---- MATERIALS PROVIDED

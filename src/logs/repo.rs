pub use crate::logs::repo_types::{EmailLog, NewEmailLog};
use sqlx::PgPool;
use uuid::Uuid;

impl EmailLog {
    /// Insert one log row.
    pub async fn insert(db: &PgPool, new: NewEmailLog<'_>) -> anyhow::Result<EmailLog> {
        let log = sqlx::query_as::<_, EmailLog>(
            r#"
            INSERT INTO email_logs
                (user_id, user_input, reply_to, context, length, tone, generated_email)
            VALUES ($1, $2, $3, $4, $5, $6, $7)
            RETURNING id, user_id, user_input, reply_to, context, length, tone,
                      generated_email, timestamp
            "#,
        )
        .bind(new.user_id)
        .bind(new.user_input)
        .bind(new.reply_to)
        .bind(new.context)
        .bind(new.length)
        .bind(new.tone)
        .bind(new.generated_email)
        .fetch_one(db)
        .await?;
        Ok(log)
    }

    /// All logs belonging to one user, newest first.
    pub async fn list_by_user(db: &PgPool, user_id: Uuid) -> anyhow::Result<Vec<EmailLog>> {
        let rows = sqlx::query_as::<_, EmailLog>(
            r#"
            SELECT id, user_id, user_input, reply_to, context, length, tone,
                   generated_email, timestamp
            FROM email_logs
            WHERE user_id = $1
            ORDER BY timestamp DESC
            "#,
        )
        .bind(user_id)
        .fetch_all(db)
        .await?;
        Ok(rows)
    }

    /// Fetch one log by id, scoped to its owner. A log owned by someone
    /// else is indistinguishable from a missing one.
    pub async fn get_for_user(
        db: &PgPool,
        id: Uuid,
        user_id: Uuid,
    ) -> anyhow::Result<Option<EmailLog>> {
        let log = sqlx::query_as::<_, EmailLog>(
            r#"
            SELECT id, user_id, user_input, reply_to, context, length, tone,
                   generated_email, timestamp
            FROM email_logs
            WHERE id = $1 AND user_id = $2
            "#,
        )
        .bind(id)
        .bind(user_id)
        .fetch_optional(db)
        .await?;
        Ok(log)
    }
}

#[cfg(test)]
mod db_tests {
    use super::*;
    use crate::auth::repo::User;
    use crate::auth::services::hash_password;

    async fn make_user(db: &PgPool, name: &str, username: &str, email: &str) -> User {
        let hash = hash_password("hunter2secret").unwrap();
        User::create(db, name, username, email, &hash).await.unwrap()
    }

    async fn log_for(db: &PgPool, user_id: Uuid, input: &str) -> EmailLog {
        EmailLog::insert(
            db,
            NewEmailLog {
                user_id,
                user_input: input,
                reply_to: None,
                context: Some("weekly sync"),
                length: Some(120),
                tone: Some("formal"),
                generated_email: "Dear colleague, ...",
            },
        )
        .await
        .unwrap()
    }

    #[sqlx::test]
    async fn get_is_scoped_to_owner(db: PgPool) {
        let alice = make_user(&db, "Alice", "alice", "alice@example.com").await;
        let bob = make_user(&db, "Bob", "bob", "bob@example.com").await;

        let log = log_for(&db, alice.id, "draft a follow-up").await;
        assert_eq!(log.user_id, alice.id);

        let own = EmailLog::get_for_user(&db, log.id, alice.id).await.unwrap();
        assert!(own.is_some());

        // Someone else's log looks exactly like a missing one.
        let foreign = EmailLog::get_for_user(&db, log.id, bob.id).await.unwrap();
        assert!(foreign.is_none());

        let missing = EmailLog::get_for_user(&db, Uuid::new_v4(), alice.id)
            .await
            .unwrap();
        assert!(missing.is_none());
    }

    #[sqlx::test]
    async fn list_returns_only_own_logs(db: PgPool) {
        let alice = make_user(&db, "Alice", "alice", "alice@example.com").await;
        let bob = make_user(&db, "Bob", "bob", "bob@example.com").await;

        log_for(&db, alice.id, "first").await;
        log_for(&db, alice.id, "second").await;
        log_for(&db, bob.id, "bob's draft").await;

        let logs = EmailLog::list_by_user(&db, alice.id).await.unwrap();
        assert_eq!(logs.len(), 2);
        assert!(logs.iter().all(|l| l.user_id == alice.id));
    }
}
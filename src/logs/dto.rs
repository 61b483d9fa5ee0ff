use serde::Serialize;
use time::OffsetDateTime;
use uuid::Uuid;

use crate::logs::repo_types::EmailLog;

#[derive(Debug, Serialize)]
pub struct EmailLogRead {
    pub id: Uuid,
    pub user_id: Uuid,
    pub user_input: String,
    pub reply_to: Option<String>,
    pub context: Option<String>,
    pub length: Option<i32>,
    pub tone: Option<String>,
    pub generated_email: String,
    pub timestamp: OffsetDateTime,
}

impl From<EmailLog> for EmailLogRead {
    fn from(log: EmailLog) -> Self {
        Self {
            id: log.id,
            user_id: log.user_id,
            user_input: log.user_input,
            reply_to: log.reply_to,
            context: log.context,
            length: log.length,
            tone: log.tone,
            generated_email: log.generated_email,
            timestamp: log.timestamp,
        }
    }
}
mod app;
mod auth;
mod config;
mod emails;
mod logs;
mod state;

use crate::state::AppState;

#[tokio::main]
async fn main() -> anyhow::Result<()> {
    dotenvy::dotenv().ok();

    let env_filter = std::env::var("RUST_LOG")
        .unwrap_or_else(|_| "maildraft=debug,axum=info,tower_http=info".to_string());
    let json_logs = std::env::var("LOG_FORMAT")
        .map(|v| v == "json")
        .unwrap_or(false);

    if json_logs {
        tracing_subscriber::fmt()
            .with_env_filter(env_filter)
            .with_target(false)
            .json()
            .init();
    } else {
        tracing_subscriber::fmt().with_env_filter(env_filter).init();
    }

    let app_state = AppState::init().await?;

    // Run migrations if present
    if let Err(e) = sqlx::migrate!("./migrations").run(&app_state.db).await {
        tracing::warn!(error = %e, "migrations folder not found or migration failed; continuing");
    }

    let app = app::build_app(app_state);
    app::serve(app).await
}
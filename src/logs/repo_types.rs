use serde::{Deserialize, Serialize};
use sqlx::FromRow;
use time::OffsetDateTime;
use uuid::Uuid;

/// One generation request and its output. Immutable after insert.
#[derive(Debug, Clone, Serialize, Deserialize, FromRow)]
pub struct EmailLog {
    pub id: Uuid,
    pub user_id: Uuid,
    pub user_input: String,
    pub reply_to: Option<String>,
    pub context: Option<String>,
    pub length: Option<i32>,
    pub tone: Option<String>,
    pub generated_email: String,
    pub timestamp: OffsetDateTime,
}

/// Insert parameters for a new log row.
#[derive(Debug)]
pub struct NewEmailLog<'a> {
    pub user_id: Uuid,
    pub user_input: &'a str,
    pub reply_to: Option<&'a str>,
    pub context: Option<&'a str>,
    pub length: Option<i32>,
    pub tone: Option<&'a str>,
    pub generated_email: &'a str,
}
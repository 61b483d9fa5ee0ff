use serde::{Deserialize, Serialize};

/// Request body for email generation. A `user_id` field in the body is
/// ignored; the log row is always owned by the authenticated caller.
#[derive(Debug, Deserialize)]
pub struct EmailRequest {
    pub user_input: String,
    pub reply_to: Option<String>,
    pub context: Option<String>,
    #[serde(default = "default_length")]
    pub length: i32,
    #[serde(default = "default_tone")]
    pub tone: String,
}

fn default_length() -> i32 {
    120
}

fn default_tone() -> String {
    "formal".into()
}

#[derive(Debug, Serialize)]
pub struct EmailResponse {
    pub generated_email: String,
}
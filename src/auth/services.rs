pub(crate) use crate::auth::dto::{Claims, JwtKeys};
use crate::auth::repo::User;
use crate::config::JwtConfig;
use crate::state::AppState;
use axum::extract::FromRef;
use jsonwebtoken::{decode, encode, DecodingKey, EncodingKey, Header, Validation};
use lazy_static::lazy_static;
use regex::Regex;
use sqlx::PgPool;
use std::time::Duration;
use time::{Duration as TimeDuration, OffsetDateTime};
use tracing::{debug, error};

pub(crate) fn is_valid_email(email: &str) -> bool {
    lazy_static! {
        static ref EMAIL_RE: Regex = Regex::new(r"^[^@\s]+@[^@\s]+\.[^@\s]+$").unwrap();
    }
    EMAIL_RE.is_match(email)
}

pub fn hash_password(plain: &str) -> anyhow::Result<String> {
    let hash = bcrypt::hash(plain, bcrypt::DEFAULT_COST).map_err(|e| {
        error!(error = %e, "bcrypt hash error");
        anyhow::anyhow!(e.to_string())
    })?;
    Ok(hash)
}

pub fn verify_password(plain: &str, hash: &str) -> anyhow::Result<bool> {
    let ok = bcrypt::verify(plain, hash).map_err(|e| {
        error!(error = %e, "bcrypt verify error");
        anyhow::anyhow!(e.to_string())
    })?;
    Ok(ok)
}

/// Resolve credentials to a user. The caller cannot tell an unknown
/// identifier apart from a wrong password; both come back as `None`.
pub async fn authenticate(
    db: &PgPool,
    identifier: &str,
    password: &str,
) -> anyhow::Result<Option<User>> {
    let Some(user) = User::find_by_identifier(db, identifier).await? else {
        return Ok(None);
    };
    if verify_password(password, &user.hashed_password)? {
        Ok(Some(user))
    } else {
        Ok(None)
    }
}

impl FromRef<AppState> for JwtKeys {
    fn from_ref(state: &AppState) -> Self {
        let JwtConfig {
            secret,
            ttl_minutes,
        } = state.config.jwt.clone();
        Self {
            encoding: EncodingKey::from_secret(secret.as_bytes()),
            decoding: DecodingKey::from_secret(secret.as_bytes()),
            ttl: Duration::from_secs((ttl_minutes as u64) * 60),
        }
    }
}

impl JwtKeys {
    pub fn sign(&self, subject: &str) -> anyhow::Result<String> {
        self.sign_with_ttl(subject, TimeDuration::seconds(self.ttl.as_secs() as i64))
    }

    pub fn sign_with_ttl(&self, subject: &str, ttl: TimeDuration) -> anyhow::Result<String> {
        let exp = OffsetDateTime::now_utc() + ttl;
        let claims = Claims {
            sub: subject.to_string(),
            exp: exp.unix_timestamp() as usize,
        };
        let token = encode(&Header::default(), &claims, &self.encoding)?;
        debug!(subject = %subject, "token signed");
        Ok(token)
    }

    /// Verify a token and return its subject. Expired, malformed and
    /// wrongly-signed tokens all come back as errors; callers map them
    /// to an unauthenticated response.
    pub fn verify(&self, token: &str) -> anyhow::Result<String> {
        let mut validation = Validation::default();
        validation.leeway = 0;
        let data = decode::<Claims>(token, &self.decoding, &validation)?;
        debug!(subject = %data.claims.sub, "token verified");
        Ok(data.claims.sub)
    }
}
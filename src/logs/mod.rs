use crate::state::AppState;
use axum::Router;

mod dto;
pub mod handlers;
pub mod repo;
mod repo_types;

pub fn router() -> Router<AppState> {
    handlers::log_routes()
}
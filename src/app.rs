use crate::state::AppState;
use crate::{auth, emails, logs};
use axum::{routing::get, Router};
use std::net::SocketAddr;
use tower_http::{cors::CorsLayer, trace::TraceLayer};

pub fn build_app(state: AppState) -> Router {
    Router::new()
        .merge(auth::router())
        .merge(emails::router())
        .merge(logs::router())
        .route("/health", get(|| async { "ok" }))
        .with_state(state)
        .layer(CorsLayer::permissive())
        .layer(
            TraceLayer::new_for_http()
                .make_span_with(|req: &axum::http::Request<_>| {
                    let method = req.method().clone();
                    let uri = req.uri().clone();
                    tracing::info_span!("http_request", %method, uri = %uri)
                })
                .on_response(
                    |res: &axum::http::Response<_>,
                     _latency: std::time::Duration,
                     span: &tracing::Span| {
                        let status = res.status();
                        span.record("status", tracing::field::display(status));
                        if status.is_server_error() {
                            tracing::error!(%status, "response");
                        } else {
                            tracing::info!(%status, "response");
                        }
                    },
                ),
        )
}

pub async fn serve(app: Router) -> anyhow::Result<()> {
    let addr: SocketAddr = format!(
        "{}:{}",
        std::env::var("APP_HOST").unwrap_or_else(|_| "0.0.0.0".into()),
        std::env::var("APP_PORT").unwrap_or_else(|_| "8080".into())
    )
    .parse()?;

    tracing::info!("listening on {}", addr);
    let listener = tokio::net::TcpListener::bind(addr).await?;
    axum::serve(listener, app).await?;
    Ok(())
}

--------

### GOAL OF THE EXERCISE
Whenever a line above includes "Header", copy it in full.

### SOLUTION FOR THIS TASK
use jsonwebtoken::{decode, encode, DecodingKey, EncodingKey, Header, Validation};
        let token = encode(&Header::default(), &claims, &self.encoding)?;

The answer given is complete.